======== DATA TO USE

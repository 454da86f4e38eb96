//! Application state machine and event dispatcher.
//!
//! Key handling is synchronous: anything that talks to the store is queued
//! as a [`Task`] and run by the event loop after the next frame is drawn, so
//! a blocking reload can show its indicator before it starts.

use crossterm::event::{KeyCode, KeyEvent, KeyModifiers};
use kerb_core::{
  Error,
  coordinator::{Coordinator, PendingSave, RefreshMode, SavePlan},
  record::Record,
  store::{DeleteOutcome, RecordStore},
  table::{self, Pager},
};
use strum::{Display, EnumIter, IntoEnumIterator};

use crate::form::{Form, FieldKind, load_image};

// ─── Screen state ─────────────────────────────────────────────────────────────

#[derive(Debug, Clone, Copy, PartialEq, Eq, EnumIter, Display)]
pub enum Tab {
  #[strum(to_string = "Waste")]
  Waste,
  #[strum(to_string = "Wastewater")]
  Water,
  #[strum(to_string = "Statistics")]
  Stats,
  #[strum(to_string = "Entry form")]
  Form,
}

#[derive(Debug, Clone)]
pub enum Modal {
  ConfirmDelete {
    id:   String,
    name: String,
  },
  ConfirmDuplicate {
    pending:      PendingSave,
    duplicate_of: Record,
  },
  Detail {
    id: String,
  },
}

/// Store work waiting for the event loop.
#[derive(Debug)]
pub enum Task {
  Initialize,
  Reload(RefreshMode),
  CheckConnection,
  Delete { id: String, name: String },
  Submit,
  Commit(PendingSave),
}

#[derive(Debug, Clone, Copy, PartialEq, Eq)]
pub enum NoticeKind {
  Info,
  Success,
  Warning,
  Error,
}

/// One-line message shown in the status bar.
#[derive(Debug, Clone, PartialEq, Eq)]
pub struct Notice {
  pub kind: NoticeKind,
  pub text: String,
}

/// The rows a table tab shows right now.
#[derive(Debug, Clone)]
pub struct TableView {
  pub rows:          Vec<Record>,
  pub total:         usize,
  pub matched:       usize,
  pub remaining:     usize,
  pub can_load_more: bool,
}

// ─── App ──────────────────────────────────────────────────────────────────────

/// Top-level application state.
pub struct App<S> {
  pub coordinator:   Coordinator<S>,
  pub tab:           Tab,
  /// Search text shared by both table tabs.
  pub query:         String,
  /// Whether the user is typing into the search box.
  pub search_active: bool,
  /// Cursor position within the visible rows.
  pub cursor:        usize,
  pub pager:         Pager,
  pub form:          Form,
  pub modal:         Option<Modal>,
  pub notice:        Option<Notice>,
  queued:            Option<Task>,
}

impl<S: RecordStore> App<S> {
  /// Create an [`App`]; the first event-loop turn connects and loads.
  pub fn new(coordinator: Coordinator<S>) -> Self {
    Self {
      coordinator,
      tab: Tab::Waste,
      query: String::new(),
      search_active: false,
      cursor: 0,
      pager: Pager::default(),
      form: Form::default(),
      modal: None,
      notice: None,
      queued: Some(Task::Initialize),
    }
  }

  // ── Notices ───────────────────────────────────────────────────────────────

  fn notify(&mut self, kind: NoticeKind, text: impl Into<String>) {
    self.notice = Some(Notice {
      kind,
      text: text.into(),
    });
  }

  fn report(&mut self, context: &str, err: &Error) {
    let kind = match err {
      Error::Validation(_) | Error::RefreshAfterWrite(_) => NoticeKind::Warning,
      Error::Store(_) => NoticeKind::Error,
    };
    self.notify(kind, format!("{context}: {err}"));
  }

  // ── Derived views ─────────────────────────────────────────────────────────

  pub fn table_view(&self) -> TableView {
    let records = self.coordinator.records();
    let filtered = table::filter(&records, &self.query);
    let page = self.pager.page(&filtered);
    TableView {
      rows:          page.items.iter().map(|r| (*r).clone()).collect(),
      total:         records.len(),
      matched:       filtered.len(),
      remaining:     page.remaining,
      can_load_more: self.pager.can_load_more(filtered.len()),
    }
  }

  pub fn cursor_record(&self) -> Option<Record> {
    self.table_view().rows.into_iter().nth(self.cursor)
  }

  /// Label for the blocking indicator of the queued task. The event loop
  /// draws one frame with it before the task runs.
  pub fn busy(&self) -> Option<&'static str> {
    match self.queued.as_ref()? {
      Task::Initialize => Some("Connecting…"),
      Task::Reload(RefreshMode::Blocking) => Some("Loading records…"),
      Task::Reload(RefreshMode::Silent) => None,
      Task::CheckConnection => Some("Checking connection…"),
      Task::Delete { .. } => Some("Deleting…"),
      Task::Submit | Task::Commit(_) => Some("Saving…"),
    }
  }

  fn queue(&mut self, task: Task) { self.queued = Some(task); }

  pub fn take_task(&mut self) -> Option<Task> { self.queued.take() }

  fn reset_view(&mut self) {
    self.cursor = 0;
    self.pager.reset();
  }

  fn switch_tab(&mut self, tab: Tab) {
    if self.tab != tab {
      self.tab = tab;
      self.search_active = false;
      self.reset_view();
    }
  }

  // ── Key handling ──────────────────────────────────────────────────────────

  /// Process a key event. Returns `true` to continue, `false` to quit.
  pub fn handle_key(&mut self, key: KeyEvent) -> bool {
    if key.modifiers.contains(KeyModifiers::CONTROL) && key.code == KeyCode::Char('c') {
      return false;
    }
    if self.queued.is_some() {
      return true;
    }
    self.notice = None;
    if self.modal.is_some() {
      self.handle_modal_key(key);
      return true;
    }
    if self.search_active {
      self.handle_search_key(key);
      return true;
    }
    match self.tab {
      Tab::Waste | Tab::Water => self.handle_table_key(key),
      Tab::Stats => self.handle_stats_key(key),
      Tab::Form => {
        self.handle_form_key(key);
        true
      }
    }
  }

  /// Keys shared by the table and statistics tabs.
  fn handle_common_key(&mut self, key: KeyEvent) -> Option<bool> {
    match key.code {
      KeyCode::Char('q') => return Some(false),
      KeyCode::Char('1') => self.switch_tab(Tab::Waste),
      KeyCode::Char('2') => self.switch_tab(Tab::Water),
      KeyCode::Char('3') => self.switch_tab(Tab::Stats),
      KeyCode::Char('4') => self.switch_tab(Tab::Form),
      KeyCode::Tab => {
        let tabs: Vec<Tab> = Tab::iter().collect();
        let at = tabs.iter().position(|t| *t == self.tab).unwrap_or(0);
        self.switch_tab(tabs[(at + 1) % tabs.len()]);
      }
      KeyCode::Char('n') => {
        self.form = Form::default();
        self.switch_tab(Tab::Form);
      }
      KeyCode::Char('r') => self.queue(Task::Reload(RefreshMode::Blocking)),
      KeyCode::Char('c') => self.queue(Task::CheckConnection),
      _ => return None,
    }
    Some(true)
  }

  fn handle_stats_key(&mut self, key: KeyEvent) -> bool {
    self.handle_common_key(key).unwrap_or(true)
  }

  fn handle_table_key(&mut self, key: KeyEvent) -> bool {
    if let Some(cont) = self.handle_common_key(key) {
      return cont;
    }
    match key.code {
      KeyCode::Down | KeyCode::Char('j') => {
        let len = self.table_view().rows.len();
        if self.cursor + 1 < len {
          self.cursor += 1;
        }
      }
      KeyCode::Up | KeyCode::Char('k') => {
        self.cursor = self.cursor.saturating_sub(1);
      }
      KeyCode::Char('m') => {
        if self.table_view().can_load_more {
          self.pager.load_more();
        }
      }
      KeyCode::Char('/') => {
        self.search_active = true;
      }
      KeyCode::Enter => {
        if let Some(r) = self.cursor_record() {
          self.modal = Some(Modal::Detail { id: r.id });
        }
      }
      KeyCode::Char('e') => {
        if let Some(r) = self.cursor_record() {
          self.open_edit(&r);
        }
      }
      KeyCode::Char('d') => {
        if let Some(r) = self.cursor_record() {
          self.confirm_delete(&r);
        }
      }
      _ => {}
    }
    true
  }

  fn handle_search_key(&mut self, key: KeyEvent) {
    match key.code {
      KeyCode::Esc => {
        self.search_active = false;
        self.query.clear();
        self.reset_view();
      }
      KeyCode::Enter => {
        self.search_active = false;
      }
      KeyCode::Backspace => {
        self.query.pop();
        self.reset_view();
      }
      KeyCode::Char(c) => {
        self.query.push(c);
        self.reset_view();
      }
      _ => {}
    }
  }

  fn handle_form_key(&mut self, key: KeyEvent) {
    if key.modifiers.contains(KeyModifiers::CONTROL) && key.code == KeyCode::Char('s') {
      self.queue(Task::Submit);
      return;
    }
    match key.code {
      KeyCode::Esc => self.switch_tab(Tab::Waste),
      KeyCode::Tab | KeyCode::Down | KeyCode::Enter => self.form.next_field(),
      KeyCode::BackTab | KeyCode::Up => self.form.prev_field(),
      KeyCode::Left => self.form.cycle(-1),
      KeyCode::Right => self.form.cycle(1),
      KeyCode::Backspace => self.form.backspace(),
      KeyCode::Char(' ') => self.form.toggle_or_type_space(),
      KeyCode::Char(c) => {
        if self.form.focus.kind() == FieldKind::Text {
          self.form.type_char(c);
        }
      }
      _ => {}
    }
  }

  fn handle_modal_key(&mut self, key: KeyEvent) {
    let Some(modal) = self.modal.take() else {
      return;
    };
    match (modal, key.code) {
      (Modal::ConfirmDelete { id, name }, KeyCode::Char('y')) => {
        self.queue(Task::Delete { id, name });
      }
      (Modal::ConfirmDelete { .. }, KeyCode::Char('n') | KeyCode::Esc) => {
        self.notify(NoticeKind::Info, "Delete cancelled");
      }
      (Modal::ConfirmDuplicate { pending, .. }, KeyCode::Char('y')) => {
        self.queue(Task::Commit(pending));
      }
      (Modal::ConfirmDuplicate { pending, .. }, KeyCode::Char('n') | KeyCode::Esc) => {
        let err = pending.decline();
        self.report("Not saved", &err);
      }
      (Modal::Detail { id }, KeyCode::Char('e')) => {
        if let Some(r) = self.coordinator.record(&id).cloned() {
          self.open_edit(&r);
        }
      }
      (Modal::Detail { id }, KeyCode::Char('d')) => {
        if let Some(r) = self.coordinator.record(&id).cloned() {
          self.confirm_delete(&r);
        }
      }
      (Modal::Detail { .. }, KeyCode::Esc | KeyCode::Enter | KeyCode::Char('q')) => {}
      // Anything else leaves the dialog open.
      (modal, _) => self.modal = Some(modal),
    }
  }

  fn open_edit(&mut self, record: &Record) {
    self.form = Form::edit(record);
    self.switch_tab(Tab::Form);
  }

  fn confirm_delete(&mut self, record: &Record) {
    self.modal = Some(Modal::ConfirmDelete {
      id:   record.id.clone(),
      name: record.full_name.clone(),
    });
  }

  // ── Tasks ─────────────────────────────────────────────────────────────────

  /// Run queued store work, if any. Returns whether anything ran.
  pub async fn run_queued(&mut self) -> bool {
    match self.take_task() {
      Some(task) => {
        self.run(task).await;
        true
      }
      None => false,
    }
  }

  pub async fn run(&mut self, task: Task) {
    match task {
      Task::Initialize => match self.coordinator.initialize().await {
        Ok(()) => {
          let n = self.coordinator.records().len();
          self.notify(NoticeKind::Info, format!("Loaded {n} records"));
        }
        Err(e) => self.report("Could not load records", &Error::from(e)),
      },
      Task::Reload(mode) => match self.coordinator.refresh(mode).await {
        Ok(()) => {
          self.clamp_cursor();
          if mode == RefreshMode::Blocking {
            let n = self.coordinator.records().len();
            self.notify(NoticeKind::Info, format!("Loaded {n} records"));
          }
        }
        Err(e) => self.report("Could not load records", &Error::from(e)),
      },
      Task::CheckConnection => {
        let status = self.coordinator.check_connection().await;
        self.notify(NoticeKind::Info, format!("Store: {status}"));
      }
      Task::Delete { id, name } => {
        match self.coordinator.delete(&id).await {
          Ok(DeleteOutcome::Deleted) => {
            self.notify(NoticeKind::Success, format!("Deleted {name}"));
          }
          Ok(DeleteOutcome::Rejected { message }) => {
            let why = message.unwrap_or_else(|| "no reason given".into());
            self.notify(
              NoticeKind::Error,
              format!("Store refused to delete {name}: {why}"),
            );
          }
          Err(e) => self.report("Delete failed", &e),
        }
        self.clamp_cursor();
      }
      Task::Submit => self.submit().await,
      Task::Commit(pending) => self.commit(pending).await,
    }
  }

  async fn submit(&mut self) {
    let (draft, image_path) = match self.form.submission() {
      Ok(parts) => parts,
      Err(e) => return self.report("Not saved", &Error::from(e)),
    };
    if let Err(e) = draft.validate() {
      return self.report("Not saved", &Error::from(e));
    }
    let image = match image_path {
      Some(path) => match load_image(&path).await {
        Ok(img) => Some(img),
        Err(e) => return self.report("Not saved", &Error::from(e)),
      },
      None => None,
    };

    let plan = match self.form.editing.clone() {
      Some(original) => {
        self.coordinator.prepare_update(original, draft, image).await
      }
      None => self.coordinator.prepare_create(draft, image).await,
    };
    match plan {
      Ok(SavePlan::Ready(pending)) => self.commit(pending).await,
      Ok(SavePlan::NeedsConfirmation {
        pending,
        duplicate_of,
      }) => {
        self.modal = Some(Modal::ConfirmDuplicate {
          pending,
          duplicate_of,
        });
      }
      Err(e) => self.report("Not saved", &e),
    }
  }

  async fn commit(&mut self, pending: PendingSave) {
    let verb = if pending.is_update() { "Updated" } else { "Saved" };
    match self.coordinator.commit(pending).await {
      Ok(record) => {
        self.notify(NoticeKind::Success, format!("{verb} {}", record.full_name));
        self.form = Form::default();
        self.switch_tab(Tab::Waste);
      }
      Err(e @ Error::RefreshAfterWrite(_)) => {
        self.form = Form::default();
        self.report(verb, &e);
      }
      Err(e) => self.report("Not saved", &e),
    }
  }

  fn clamp_cursor(&mut self) {
    let len = self.table_view().rows.len();
    self.cursor = self.cursor.min(len.saturating_sub(1));
  }
}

================

### [WHAT NEEDS TO BE DONE]
Report every line of the data in which "false" appears.

### [WRITTEN RESPONSE]
      search_active: false,
      self.search_active = false;
  /// Process a key event. Returns `true` to continue, `false` to quit.
      return false;
      KeyCode::Char('q') => return Some(false),
        self.search_active = false;
        self.search_active = false;
      None => false,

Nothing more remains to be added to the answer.